Asentí una sola vez, bajando la mirada. Mi pulso retumbaba en los oídos. Me guió al centro de la sala, donde las luces bajas creaban un círculo perfecto de exposición. Tomó las cuerdas rojas, gruesas y sedosas, y comenzó el shibari con una calma que contrastaba con la urgencia que yo sentía entre las piernas. Primero rodeó mis pechos, apretando lo justo para que la soga mordiera la base de cada uno. Cada nudo hacía que la cuerda rozara mis pezones erectos, enviando descargas directas a mi clítoris. Luego pasó una línea entre mis muslos, ajustándola con cruel precisión: la soga se hundió entre mis labios vaginales, presionando el clítoris hinchado y separándolos ligeramente. El roce era constante, insoportable. Cada vez que respiraba, la cuerda se movía, frotándome. Sentía cómo mi coño se humedecía más y más, hasta que un hilo transparente empezó a bajar por el interior de mi muslo izquierdo, brillando bajo la luz.

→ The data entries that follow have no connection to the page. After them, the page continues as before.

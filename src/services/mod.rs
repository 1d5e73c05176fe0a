pub mod quizzes;
pub mod results;
pub mod system;

pub use quizzes::QuizService;
pub use results::ResultService;
pub use system::SystemService;

use actix_web::HttpResponse;

use crate::errors::LmsError;
use crate::models::{ApiResponse, ErrorCode};

/// 将业务错误映射为 HTTP 响应
pub(crate) fn error_response(err: &LmsError) -> HttpResponse {
    match err {
        LmsError::Validation(msg) => {
            HttpResponse::BadRequest().json(ApiResponse::error_empty(ErrorCode::BadRequest, msg))
        }
        LmsError::InvalidArgument(msg) => HttpResponse::BadRequest()
            .json(ApiResponse::error_empty(ErrorCode::InvalidArgument, msg)),
        LmsError::EmptySubmission(msg) => HttpResponse::BadRequest()
            .json(ApiResponse::error_empty(ErrorCode::AnswersEmpty, msg)),
        LmsError::AnswerCountMismatch(msg) => HttpResponse::BadRequest()
            .json(ApiResponse::error_empty(ErrorCode::AnswerCountMismatch, msg)),
        LmsError::NotFound(msg) => {
            HttpResponse::NotFound().json(ApiResponse::error_empty(ErrorCode::NotFound, msg))
        }
        LmsError::AiGeneration(msg) | LmsError::QuizFormat(msg) => HttpResponse::BadGateway()
            .json(ApiResponse::error_empty(
                ErrorCode::AiGenerationFailed,
                format!("AI 出题失败: {msg}"),
            )),
        _ => HttpResponse::InternalServerError().json(ApiResponse::error_empty(
            ErrorCode::InternalServerError,
            err.format_simple(),
        )),
    }
}

#[cfg(test)]
mod tests {
    use super::*;
    use actix_web::{body::to_bytes, http::StatusCode};
    use serde_json::Value;

    async fn render(err: LmsError) -> (StatusCode, Value) {
        let resp = error_response(&err);
        let status = resp.status();
        let body = to_bytes(resp.into_body()).await.unwrap();
        (status, serde_json::from_slice(&body).unwrap())
    }

    #[actix_web::test]
    async fn test_grading_errors_map_to_distinct_codes() {
        let (status, body) = render(LmsError::answer_count_mismatch("expected 4 answers, got 5")).await;
        assert_eq!(status, StatusCode::BAD_REQUEST);
        assert_eq!(body["code"], 3003);

        let (status, body) = render(LmsError::empty_submission("empty")).await;
        assert_eq!(status, StatusCode::BAD_REQUEST);
        assert_eq!(body["code"], 3002);

        let (_, body) = render(LmsError::invalid_argument("no questions")).await;
        assert_eq!(body["code"], 3000);
    }

    #[actix_web::test]
    async fn test_ai_and_storage_errors() {
        let (status, body) = render(LmsError::quiz_format("not json")).await;
        assert_eq!(status, StatusCode::BAD_GATEWAY);
        assert_eq!(body["code"], 4000);

        let (status, body) = render(LmsError::database_operation("locked")).await;
        assert_eq!(status, StatusCode::INTERNAL_SERVER_ERROR);
        assert_eq!(body["code"], 1500);
    }
}
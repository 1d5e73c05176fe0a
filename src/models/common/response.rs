use chrono::{DateTime, Utc};
use serde::{Deserialize, Serialize};
use ts_rs::TS;

use crate::models::ErrorCode;

/// 统一响应信封：`{code, message, data?, timestamp}`
///
/// 评分已完成但未保存时 `code` 为错误码，`data` 仍携带评分结果。
#[derive(Debug, Clone, Serialize, Deserialize, TS)]
#[ts(export, export_to = "api.ts")]
pub struct ApiResponse<T: TS> {
    pub code: i32,
    pub message: String,
    #[serde(skip_serializing_if = "Option::is_none")]
    pub data: Option<T>,
    pub timestamp: DateTime<Utc>,
}

impl<T: TS> ApiResponse<T> {
    fn build(code: ErrorCode, data: Option<T>, message: impl Into<String>) -> Self {
        Self {
            code: code as i32,
            message: message.into(),
            data,
            timestamp: Utc::now(),
        }
    }

    pub fn success(data: T, message: impl Into<String>) -> Self {
        Self::build(ErrorCode::Success, Some(data), message)
    }

    /// 带数据的错误响应
    pub fn error(code: ErrorCode, data: T, message: impl Into<String>) -> Self {
        Self::build(code, Some(data), message)
    }

    pub fn is_success(&self) -> bool {
        self.code == ErrorCode::Success as i32
    }
}

impl ApiResponse<()> {
    pub fn success_empty(message: impl Into<String>) -> Self {
        Self::build(ErrorCode::Success, None, message)
    }

    pub fn error_empty(code: ErrorCode, message: impl Into<String>) -> Self {
        Self::build(code, None, message)
    }
}

#[cfg(test)]
mod tests {
    use super::*;

    #[test]
    fn test_empty_error_omits_data() {
        let resp = ApiResponse::error_empty(ErrorCode::QuizNotFound, "测验不存在");
        assert!(!resp.is_success());

        let json = serde_json::to_value(&resp).unwrap();
        assert_eq!(json["code"], 2000);
        assert!(json.get("data").is_none());
    }

    #[test]
    fn test_error_with_data_keeps_payload() {
        let resp = ApiResponse::error(ErrorCode::ResultNotSaved, 7u32, "not saved");
        let json = serde_json::to_value(&resp).unwrap();
        assert_eq!(json["code"], 3004);
        assert_eq!(json["data"], 7);
    }
}
use actix_web::{HttpRequest, HttpResponse, Result as ActixResult};

use super::QuizService;
use crate::models::quizzes::responses::QuizView;
use crate::models::{ApiResponse, ErrorCode};

/// 获取测验（不含正确答案）
/// GET /api/v1/quizzes/{id}
pub async fn get_quiz(
    service: &QuizService,
    request: &HttpRequest,
    quiz_id: i64,
) -> ActixResult<HttpResponse> {
    let storage = service.get_storage(request);

    match storage.get_quiz_by_id(quiz_id).await {
        Ok(Some(quiz)) => Ok(HttpResponse::Ok().json(ApiResponse::success(
            QuizView::from(&quiz),
            "查询成功",
        ))),
        Ok(None) => Ok(HttpResponse::NotFound()
            .json(ApiResponse::error_empty(ErrorCode::QuizNotFound, "测验不存在"))),
        Err(e) => Ok(
            HttpResponse::InternalServerError().json(ApiResponse::error_empty(
                ErrorCode::InternalServerError,
                format!("获取测验失败: {e}"),
            )),
        ),
    }
}
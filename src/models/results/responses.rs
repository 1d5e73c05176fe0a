use serde::Serialize;
use ts_rs::TS;

use crate::scoring::{FeedbackTier, Grade};

/// 提交评分响应
///
/// `saved == false` 表示已评分但成绩未能保存。
#[derive(Debug, Clone, Serialize, TS)]
#[ts(export, export_to = "result.ts")]
pub struct SubmissionOutcome {
    pub score: u32,
    pub total: u32,
    pub percentage: u32,
    pub feedback_tier: FeedbackTier,
    pub feedback_message: String,
    pub saved: bool,
    pub result_id: Option<i64>,
}

impl SubmissionOutcome {
    pub fn new(grade: &Grade, result_id: Option<i64>) -> Self {
        Self {
            score: grade.score,
            total: grade.total,
            percentage: grade.percentage,
            feedback_tier: grade.tier,
            feedback_message: grade.feedback_message().to_string(),
            saved: result_id.is_some(),
            result_id,
        }
    }
}
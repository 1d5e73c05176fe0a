pub mod quizzes;

pub mod results;

pub mod system;

pub use quizzes::configure_quiz_routes;
pub use results::configure_results_routes;
pub use system::configure_system_routes;
use std::sync::Arc;

use crate::models::{
    PaginatedResponse,
    quizzes::{
        entities::{NewQuiz, Quiz},
        requests::QuizListQuery,
        responses::QuizSummary,
    },
    results::{
        entities::{NewQuizResult, QuizResult},
        requests::ResultListQuery,
    },
};

use crate::errors::Result;

pub mod sea_orm_storage;

#[async_trait::async_trait]
pub trait Storage: Send + Sync {
    /// 测验管理方法
    // 创建测验
    async fn create_quiz(&self, quiz: NewQuiz) -> Result<Quiz>;
    // 通过ID获取测验
    async fn get_quiz_by_id(&self, quiz_id: i64) -> Result<Option<Quiz>>;
    // 列出测验
    async fn list_quizzes_with_pagination(
        &self,
        query: QuizListQuery,
    ) -> Result<PaginatedResponse<QuizSummary>>;
    // 删除测验
    async fn delete_quiz(&self, quiz_id: i64) -> Result<bool>;

    /// 成绩管理方法
    // 写入成绩（不去重）
    async fn create_quiz_result(&self, result: NewQuizResult) -> Result<QuizResult>;
    // 列出成绩
    async fn list_quiz_results_with_pagination(
        &self,
        query: ResultListQuery,
    ) -> Result<PaginatedResponse<QuizResult>>;
}

pub async fn create_storage() -> Result<Arc<dyn Storage>> {
    let storage = sea_orm_storage::SeaOrmStorage::new_async().await?;
    Ok(Arc::new(storage))
}
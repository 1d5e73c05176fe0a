//! 请求参数解析错误处理
//!
//! 将 Actix 提取器的解析错误统一转换为 400 + ApiResponse。

use actix_web::error::{InternalError, JsonPayloadError, PathError, QueryPayloadError};
use actix_web::{HttpRequest, HttpResponse};
use tracing::debug;

use crate::models::{ApiResponse, ErrorCode};

fn bad_request<E>(err: E, message: String) -> actix_web::Error
where
    E: std::fmt::Display + std::fmt::Debug + 'static,
{
    let response =
        HttpResponse::BadRequest().json(ApiResponse::error_empty(ErrorCode::BadRequest, message));
    InternalError::from_response(err, response).into()
}

pub fn json_error_handler(err: JsonPayloadError, req: &HttpRequest) -> actix_web::Error {
    debug!("JSON payload error on {}: {}", req.path(), err);
    let message = format!("请求体格式错误: {err}");
    bad_request(err, message)
}

pub fn query_error_handler(err: QueryPayloadError, req: &HttpRequest) -> actix_web::Error {
    debug!("Query string error on {}: {}", req.path(), err);
    let message = format!("查询参数错误: {err}");
    bad_request(err, message)
}

pub fn path_error_handler(err: PathError, req: &HttpRequest) -> actix_web::Error {
    debug!("Path parameter error on {}: {}", req.path(), err);
    let message = format!("路径参数错误: {err}");
    bad_request(err, message)
}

Dante me colocó en una posición completamente expuesta: brazos atados a la espalda, pecho hacia afuera, piernas abiertas y rodillas ligeramente flexionadas. El peso de mi cuerpo hacía que la cuerda entre mis piernas se clavara más. Mi coño palpitaba visiblemente, los labios hinchados y relucientes. Intenté mantener la respiración controlada, pero era imposible no temblar. Desmond se inclinó hacia delante en su sillón y comentó con voz ronca:

—Joder, Dante… es perfecta. Mira cómo brilla su coño sin que ella diga una puta palabra. Esa sumisión silenciosa es arte.

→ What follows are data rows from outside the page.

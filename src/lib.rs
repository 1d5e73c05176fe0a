//! Rust LMS Quiz - 阿拉伯语学习平台测验服务
//!
//! 基于 Actix Web 构建的测验生成、评分与反馈后端。
//!
//! # 架构
//! - `ai`: 生成式 AI 能力（Gemini）与出题
//! - `config`: 配置管理
//! - `entity`: SeaORM 数据库实体
//! - `errors`: 统一错误处理
//! - `middlewares`: 速率限制中间件
//! - `models`: 数据模型定义
//! - `routes`: API 路由层
//! - `runtime`: 运行时生命周期管理
//! - `scoring`: 评分与反馈等级
//! - `services`: 业务逻辑层
//! - `storage`: 数据存储层（SeaORM）
//! - `utils`: 工具函数

pub mod ai;
pub mod config;
pub mod entity;
pub mod errors;
pub mod middlewares;
pub mod models;
pub mod routes;
pub mod runtime;
pub mod scoring;
pub mod services;
pub mod storage;
pub mod utils;

#[cfg(test)]
pub(crate) mod test_support;
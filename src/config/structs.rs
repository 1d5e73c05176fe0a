use serde::{Deserialize, Serialize};

/// 应用配置结构体
#[derive(Debug, Clone, Serialize, Deserialize)]
pub struct AppConfig {
    pub app: AppSettings,
    pub server: ServerConfig,
    pub database: DatabaseConfig,
    pub cors: CorsConfig,
    pub ai: AiConfig,
    pub quiz: QuizConfig,
    pub rate_limit: RateLimitConfig,
}

/// 应用设置
#[derive(Debug, Clone, Serialize, Deserialize)]
pub struct AppSettings {
    pub system_name: String,
    pub environment: String,
    pub log_level: String,
}

/// 服务器配置
#[derive(Debug, Clone, Serialize, Deserialize)]
pub struct ServerConfig {
    pub host: String,
    pub port: u16,
    pub unix_socket_path: String,
    pub workers: usize,
    pub max_workers: usize,
    pub timeouts: TimeoutConfig,
    pub limits: LimitConfig,
}

/// 超时配置
#[derive(Debug, Clone, Serialize, Deserialize)]
pub struct TimeoutConfig {
    pub client_request: u64,
    pub client_disconnect: u64,
    pub keep_alive: u64,
}

/// 限制配置
#[derive(Debug, Clone, Serialize, Deserialize)]
pub struct LimitConfig {
    pub max_payload_size: usize,
}

/// 数据库配置
#[derive(Debug, Clone, Serialize, Deserialize)]
pub struct DatabaseConfig {
    pub url: String,    // 数据库连接 URL（从 scheme 自动推断类型）
    pub pool_size: u32, // 连接池大小
    pub timeout: u64,   // 连接超时 (秒)
}

/// CORS 配置
#[derive(Debug, Clone, Serialize, Deserialize)]
pub struct CorsConfig {
    pub allowed_origins: Vec<String>,
    pub max_age: usize,
}

/// 生成式 AI 配置
#[derive(Debug, Clone, Serialize, Deserialize)]
pub struct AiConfig {
    pub provider: String, // gemini | disabled
    #[serde(skip_serializing, default)] // 不序列化到JSON响应中
    pub api_key: String,
    pub model: String,
    pub base_url: String,
    pub timeout_secs: u64,
    pub default_language: String,
}

/// 测验配置
#[derive(Debug, Clone, Serialize, Deserialize)]
pub struct QuizConfig {
    pub default_question_count: usize,
    pub max_questions: usize,
    pub max_option_length: usize,
}

/// 速率限制配置（次/分钟）
#[derive(Debug, Clone, Serialize, Deserialize)]
pub struct RateLimitConfig {
    pub generation_per_minute: u32,
    pub submission_per_minute: u32,
}
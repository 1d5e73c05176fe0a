use chrono::{DateTime, Utc};
use serde::{Deserialize, Serialize};
use ts_rs::TS;

// 测验来源
#[derive(Debug, Clone, Copy, Serialize, Deserialize, PartialEq, Eq, TS)]
#[serde(rename_all = "snake_case")]
#[ts(export, export_to = "quiz.ts")]
pub enum QuizSource {
    Authored,  // 教师编写
    Generated, // AI 生成
}

impl QuizSource {
    pub const AUTHORED: &'static str = "authored";
    pub const GENERATED: &'static str = "generated";
}

impl std::fmt::Display for QuizSource {
    fn fmt(&self, f: &mut std::fmt::Formatter<'_>) -> std::fmt::Result {
        match self {
            QuizSource::Authored => write!(f, "{}", QuizSource::AUTHORED),
            QuizSource::Generated => write!(f, "{}", QuizSource::GENERATED),
        }
    }
}

impl std::str::FromStr for QuizSource {
    type Err = String;

    fn from_str(s: &str) -> Result<Self, Self::Err> {
        match s {
            QuizSource::AUTHORED => Ok(QuizSource::Authored),
            QuizSource::GENERATED => Ok(QuizSource::Generated),
            _ => Err(format!("Invalid quiz source: {s}")),
        }
    }
}

/// 题目
///
/// 正确答案按取值指定，而非选项下标。
#[derive(Debug, Clone, PartialEq, Serialize, Deserialize, TS)]
#[ts(export, export_to = "quiz.ts")]
pub struct Question {
    #[serde(alias = "prompt")]
    pub question: String,
    pub options: Vec<String>,
    #[serde(alias = "correctAnswer")]
    pub correct_answer: String,
}

/// 测验
#[derive(Debug, Clone, Serialize, TS)]
#[ts(export, export_to = "quiz.ts")]
pub struct Quiz {
    pub id: i64,
    pub title: String,
    pub topic: Option<String>,
    pub source: QuizSource,
    pub questions: Vec<Question>,
    pub created_at: DateTime<Utc>,
}

/// 待写入的测验
#[derive(Debug, Clone)]
pub struct NewQuiz {
    pub title: String,
    pub topic: Option<String>,
    pub source: QuizSource,
    pub questions: Vec<Question>,
}
pub mod entities;
pub mod requests;
pub mod responses;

Hana sonrió de medio lado y añadió:

—Se nota que ha entrenado duro. Ni un solo gemido. Impresionante.

Dante giró la cabeza hacia mí. Sus ojos eran puro fuego crudo, la mandíbula tensa. Yo le sostuve la mirada, suplicante, y asentí muy despacio, abriendo un poco más las rodillas en un gesto claro. Quería que me usara. Quería que me follara delante de ellos. La barrera había caído. Lo deseaba con una intensidad que me avergonzaba y me empapaba al mismo tiempo. Dante lo leyó en mis ojos y sonrió con esa arrogancia que me volvía loca.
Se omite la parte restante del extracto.